WHAT YOU WILL DO
All of the entries should be returned without a single change.

--------------------------------------------------

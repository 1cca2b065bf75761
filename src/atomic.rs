//! Storage backend for primitive payloads
//!
//! 原始类型负载的存储后端
//!
//! Slots are atomics such as `AtomicU64`, so values are copied in and out
//! through atomic load/store instead of being moved through raw memory. No
//! `unsafe` cell access is involved.
//!
//! 槽位是 `AtomicU64` 等原子类型，值通过原子 load/store 复制进出，
//! 而不是经由原始内存移动，不涉及 `unsafe` 单元访问。

use crate::shim::atomic::{AtomicBool, Ordering};
use crate::storage::Storage;

/// Trait for atomic types usable as slots
///
/// 可用作槽位的原子类型 trait
///
/// This trait abstracts atomic operations to allow generic storage over
/// different atomic types (AtomicU8, AtomicU64, AtomicUsize, etc.)
///
/// 此 trait 抽象了原子操作，允许在不同原子类型上实现泛型存储
/// (AtomicU8, AtomicU64, AtomicUsize 等)
pub trait AtomicElement: Send + Sync + Default {
    /// The underlying primitive type
    ///
    /// 底层原始类型
    type Primitive: Copy;

    /// Load the value with specified ordering
    ///
    /// 使用指定的内存顺序加载值
    fn load(&self, order: Ordering) -> Self::Primitive;

    /// Store a value with specified ordering
    ///
    /// 使用指定的内存顺序存储值
    fn store(&self, val: Self::Primitive, order: Ordering);
}

use std::sync::atomic::{
    AtomicBool as StdAtomicBool, AtomicI8, AtomicI16, AtomicI32, AtomicI64, AtomicIsize,
    AtomicU8, AtomicU16, AtomicU32, AtomicU64, AtomicUsize,
};

macro_rules! impl_atomic_element {
    ($atomic:ty, $primitive:ty) => {
        impl AtomicElement for $atomic {
            type Primitive = $primitive;

            #[inline]
            fn load(&self, order: Ordering) -> Self::Primitive {
                <$atomic>::load(self, order)
            }

            #[inline]
            fn store(&self, val: Self::Primitive, order: Ordering) {
                <$atomic>::store(self, val, order);
            }
        }
    };
}

impl_atomic_element!(AtomicU8, u8);
impl_atomic_element!(AtomicU16, u16);
impl_atomic_element!(AtomicU32, u32);
impl_atomic_element!(AtomicU64, u64);
impl_atomic_element!(AtomicUsize, usize);
impl_atomic_element!(AtomicI8, i8);
impl_atomic_element!(AtomicI16, i16);
impl_atomic_element!(AtomicI32, i32);
impl_atomic_element!(AtomicI64, i64);
impl_atomic_element!(AtomicIsize, isize);
impl_atomic_element!(StdAtomicBool, bool);

struct AtomicSlot<A> {
    ready: AtomicBool,
    value: A,
}

/// Slot array of atomics
///
/// 原子类型的槽位数组
///
/// # Type Parameters
/// - `A`: Atomic type implementing [`AtomicElement`]
///
/// # 类型参数
/// - `A`: 实现 [`AtomicElement`] 的原子类型
///
/// # Examples
///
/// ```
/// use mailring::{mailbox, AtomicStorage};
/// use std::sync::atomic::AtomicU64;
///
/// let (producer, mut consumer) = mailbox::channel::<AtomicStorage<AtomicU64>>(4).unwrap();
/// producer.push(7).unwrap();
/// producer.push(9).unwrap();
/// assert_eq!(consumer.snapshot(), [7, 9]);
/// assert_eq!(consumer.pop(), Some(7));
/// ```
pub struct AtomicStorage<A: AtomicElement> {
    slots: Box<[AtomicSlot<A>]>,
}

impl<A: AtomicElement> Storage for AtomicStorage<A> {
    type Item = A::Primitive;
    type Value<'a>
        = A::Primitive
    where
        Self: 'a;

    fn with_len(len: usize) -> Self {
        Self {
            slots: (0..len)
                .map(|_| AtomicSlot {
                    ready: AtomicBool::new(false),
                    value: A::default(),
                })
                .collect(),
        }
    }

    #[inline]
    fn array_len(&self) -> usize {
        self.slots.len()
    }

    #[inline]
    unsafe fn publish(&self, index: usize, item: A::Primitive) {
        let slot = &self.slots[index];
        slot.value.store(item, Ordering::Relaxed);
        slot.ready.store(true, Ordering::Release);
    }

    #[inline]
    fn is_published(&self, index: usize) -> bool {
        self.slots[index].ready.load(Ordering::Acquire)
    }

    #[inline]
    unsafe fn value(&self, index: usize) -> Option<A::Primitive> {
        let slot = &self.slots[index];
        slot.ready
            .load(Ordering::Acquire)
            .then(|| slot.value.load(Ordering::Relaxed))
    }

    #[inline]
    unsafe fn take_value(&self, index: usize) -> Option<A::Primitive> {
        let value = unsafe { self.value(index) }?;
        self.slots[index].ready.store(false, Ordering::Release);
        Some(value)
    }

    #[inline]
    unsafe fn clear_value(&self, index: usize) {
        self.slots[index].ready.store(false, Ordering::Release);
    }

    unsafe fn copy_value(&self, to: usize, from: usize) {
        if let Some(value) = unsafe { self.take_value(from) } {
            unsafe { self.publish(to, value) };
        }
    }
}
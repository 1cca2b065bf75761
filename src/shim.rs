//! Shim module to abstract over std and loom primitives.
//!
//! Counters, publication flags and spin hints go through this module so the
//! `loom` feature can swap in model-checked versions without touching the queue.

#[cfg(not(feature = "loom"))]
pub mod atomic {
    pub use std::sync::atomic::*;
}

#[cfg(feature = "loom")]
pub mod atomic {
    pub use loom::sync::atomic::*;
}

#[cfg(not(feature = "loom"))]
pub mod sync {
    pub use std::sync::Arc;
}

#[cfg(feature = "loom")]
pub mod sync {
    pub use loom::sync::Arc;
}

#[cfg(not(feature = "loom"))]
pub mod hint {
    pub use std::hint::spin_loop;
}

#[cfg(feature = "loom")]
pub mod hint {
    // loom's spin hint yields to the model scheduler, so await loops terminate
    pub use loom::hint::spin_loop;
}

--------------------------------------------------

EXERCISE OUTPUT
repository 1cca2b065bf75761
filename src/atomic.rs
//! Storage backend for primitive payloads
//!
//! 原始类型负载的存储后端
//!
//! Slots are atomics such as `AtomicU64`, so values are copied in and out
//! through atomic load/store instead of being moved through raw memory. No
//! `unsafe` cell access is involved.
//!
//! 槽位是 `AtomicU64` 等原子类型，值通过原子 load/store 复制进出，
//! 而不是经由原始内存移动，不涉及 `unsafe` 单元访问。

use crate::shim::atomic::{AtomicBool, Ordering};
use crate::storage::Storage;

/// Trait for atomic types usable as slots
///
/// 可用作槽位的原子类型 trait
///
/// This trait abstracts atomic operations to allow generic storage over
/// different atomic types (AtomicU8, AtomicU64, AtomicUsize, etc.)
///
/// 此 trait 抽象了原子操作，允许在不同原子类型上实现泛型存储
/// (AtomicU8, AtomicU64, AtomicUsize 等)
pub trait AtomicElement: Send + Sync + Default {
    /// The underlying primitive type
    ///
    /// 底层原始类型
    type Primitive: Copy;

    /// Load the value with specified ordering
    ///
    /// 使用指定的内存顺序加载值
    fn load(&self, order: Ordering) -> Self::Primitive;

    /// Store a value with specified ordering
    ///
    /// 使用指定的内存顺序存储值
    fn store(&self, val: Self::Primitive, order: Ordering);
}

use std::sync::atomic::{
    AtomicBool as StdAtomicBool, AtomicI8, AtomicI16, AtomicI32, AtomicI64, AtomicIsize,
    AtomicU8, AtomicU16, AtomicU32, AtomicU64, AtomicUsize,
};

macro_rules! impl_atomic_element {
    ($atomic:ty, $primitive:ty) => {
        impl AtomicElement for $atomic {
            type Primitive = $primitive;

            #[inline]
            fn load(&self, order: Ordering) -> Self::Primitive {
                <$atomic>::load(self, order)
            }

            #[inline]
            fn store(&self, val: Self::Primitive, order: Ordering) {
                <$atomic>::store(self, val, order);
            }
        }
    };
}

impl_atomic_element!(AtomicU8, u8);
impl_atomic_element!(AtomicU16, u16);
impl_atomic_element!(AtomicU32, u32);
impl_atomic_element!(AtomicU64, u64);
impl_atomic_element!(AtomicUsize, usize);
impl_atomic_element!(AtomicI8, i8);
impl_atomic_element!(AtomicI16, i16);
impl_atomic_element!(AtomicI32, i32);
impl_atomic_element!(AtomicI64, i64);
impl_atomic_element!(AtomicIsize, isize);
impl_atomic_element!(StdAtomicBool, bool);

struct AtomicSlot<A> {
    ready: AtomicBool,
    value: A,
}

/// Slot array of atomics
///
/// 原子类型的槽位数组
///
/// # Type Parameters
/// - `A`: Atomic type implementing [`AtomicElement`]
///
/// # 类型参数
/// - `A`: 实现 [`AtomicElement`] 的原子类型
///
/// # Examples
///
/// ```
/// use mailring::{mailbox, AtomicStorage};
/// use std::sync::atomic::AtomicU64;
///
/// let (producer, mut consumer) = mailbox::channel::<AtomicStorage<AtomicU64>>(4).unwrap();
/// producer.push(7).unwrap();
/// producer.push(9).unwrap();
/// assert_eq!(consumer.snapshot(), [7, 9]);
/// assert_eq!(consumer.pop(), Some(7));
/// ```
pub struct AtomicStorage<A: AtomicElement> {
    slots: Box<[AtomicSlot<A>]>,
}

impl<A: AtomicElement> Storage for AtomicStorage<A> {
    type Item = A::Primitive;
    type Value<'a>
        = A::Primitive
    where
        Self: 'a;

    fn with_len(len: usize) -> Self {
        Self {
            slots: (0..len)
                .map(|_| AtomicSlot {
                    ready: AtomicBool::new(false),
                    value: A::default(),
                })
                .collect(),
        }
    }

    #[inline]
    fn array_len(&self) -> usize {
        self.slots.len()
    }

    #[inline]
    unsafe fn publish(&self, index: usize, item: A::Primitive) {
        let slot = &self.slots[index];
        slot.value.store(item, Ordering::Relaxed);
        slot.ready.store(true, Ordering::Release);
    }

    #[inline]
    fn is_published(&self, index: usize) -> bool {
        self.slots[index].ready.load(Ordering::Acquire)
    }

    #[inline]
    unsafe fn value(&self, index: usize) -> Option<A::Primitive> {
        let slot = &self.slots[index];
        slot.ready
            .load(Ordering::Acquire)
            .then(|| slot.value.load(Ordering::Relaxed))
    }

    #[inline]
    unsafe fn take_value(&self, index: usize) -> Option<A::Primitive> {
        let value = unsafe { self.value(index) }?;
        self.slots[index].ready.store(false, Ordering::Release);
        Some(value)
    }

    #[inline]
    unsafe fn clear_value(&self, index: usize) {
        self.slots[index].ready.store(false, Ordering::Release);
    }

    unsafe fn copy_value(&self, to: usize, from: usize) {
        if let Some(value) = unsafe { self.take_value(from) } {
            unsafe { self.publish(to, value) };
        }
    }
}
repository 1cca2b065bf75761
filename src/shim.rs
//! Shim module to abstract over std and loom primitives.
//!
//! Counters, publication flags and spin hints go through this module so the
//! `loom` feature can swap in model-checked versions without touching the queue.

#[cfg(not(feature = "loom"))]
pub mod atomic {
    pub use std::sync::atomic::*;
}

#[cfg(feature = "loom")]
pub mod atomic {
    pub use loom::sync::atomic::*;
}

#[cfg(not(feature = "loom"))]
pub mod sync {
    pub use std::sync::Arc;
}

#[cfg(feature = "loom")]
pub mod sync {
    pub use loom::sync::Arc;
}

#[cfg(not(feature = "loom"))]
pub mod hint {
    pub use std::hint::spin_loop;
}

#[cfg(feature = "loom")]
pub mod hint {
    // loom's spin hint yields to the model scheduler, so await loops terminate
    pub use loom::hint::spin_loop;
}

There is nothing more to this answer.